The Borrowdale

39 F. 376 | D. Or. | 1889

Deady, J.

This suit is brought by the libelant, T. F. Neil, against the ship Borrowdale, to recover a balance of $92.06, alleged to be due the libelant for pilotage. '

It is alleged in the libel that on May 30,1889. the libelant was a duly-licensed pilot for the Columbia river bar, and that on that day he took charge, as such pilot, of the Borrowdale, and brought her in over the bar to her anchorage at Astoria; that the Borrowdale then drew 20 feet of water, and her registered tonnage wras 1,197 tons; and that for said service the libelant is entitled to demand and receive the sum of $176, of which sum only $83.94 has been paid, leaving a balance due the libel-ant of $92.06.

The master and claimant, George Guthrie, excepts to the libel, stating that it appears therefrom that the libelant has received for his services all that by law he is entitled to demand or receive therefor.

This exception is in the nature of a demurrer to the libel, and raises the question whether the rate of compensation which the libelant is entitled to receive is that fixed by the law as it stood prior to February 18, 1889,—$8 per foot for the first 12 feet of draught of the vessel, and $10 per foot for each additional foot,—or that prescribed by the act of that. *377(late, (Sess. Laws, 11,)—$4 per foot draught, and two cents a ton for each ton over 1,000 tons registered measurement.

For the better understanding of this question it may be well to premise that on October 20, 1882, an act was passed entitled “An act to provide for pilotage on the Columbia and Willamette rivers.” By section 28 of this act the compensation for bar pilotage was fixed at $6 a foot for the first 12 feet draught, and at $8 for each additional foot.

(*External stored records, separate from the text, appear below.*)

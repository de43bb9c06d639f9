// Copyright (C) 2026 Fred Clausen
// Use of this source code is governed by an MIT-style
// license that can be found in the LICENSE file or at
// https://opensource.org/licenses/MIT.

//! Test module for the API crate.

#![allow(clippy::expect_used, clippy::unwrap_used)]

mod helpers;
mod vote_handler_tests;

On February 18, 1885, an act was passed, entitled “An act to amend an act entitled” as above. Sess. Laws, 34. By this act, said section 28 was so amended as to make the compensation of bar pilots $8 a foot for tiio first 12 feet draught and $10 for each additional foot. On November 25, 1885, an act was passed entitled “An act to amend section 21 of an act entitled” as last above. Sess. Laws, 23. The act referred to as being thereby amended has no section 21, and what was probably meant was section 21 of the aot of 1882, which was amended by section 1 of the act of February 18, 1885. However, the compensation of pilots was not thereby affected. On February 21,1887, an act was passed entitled “An act to amend an act entitled” as last above, “and also sections 3 and 28 of the act of February 18,1885.” Sess. Laws, 95. But the last-named act had no section 28, and the section 28 doubtless intended was the section so numbered in the original pilot act of 1882, which was amended, as above, by the act of February 18, 1885. Neither did this amendment change the rates for bar pilotage.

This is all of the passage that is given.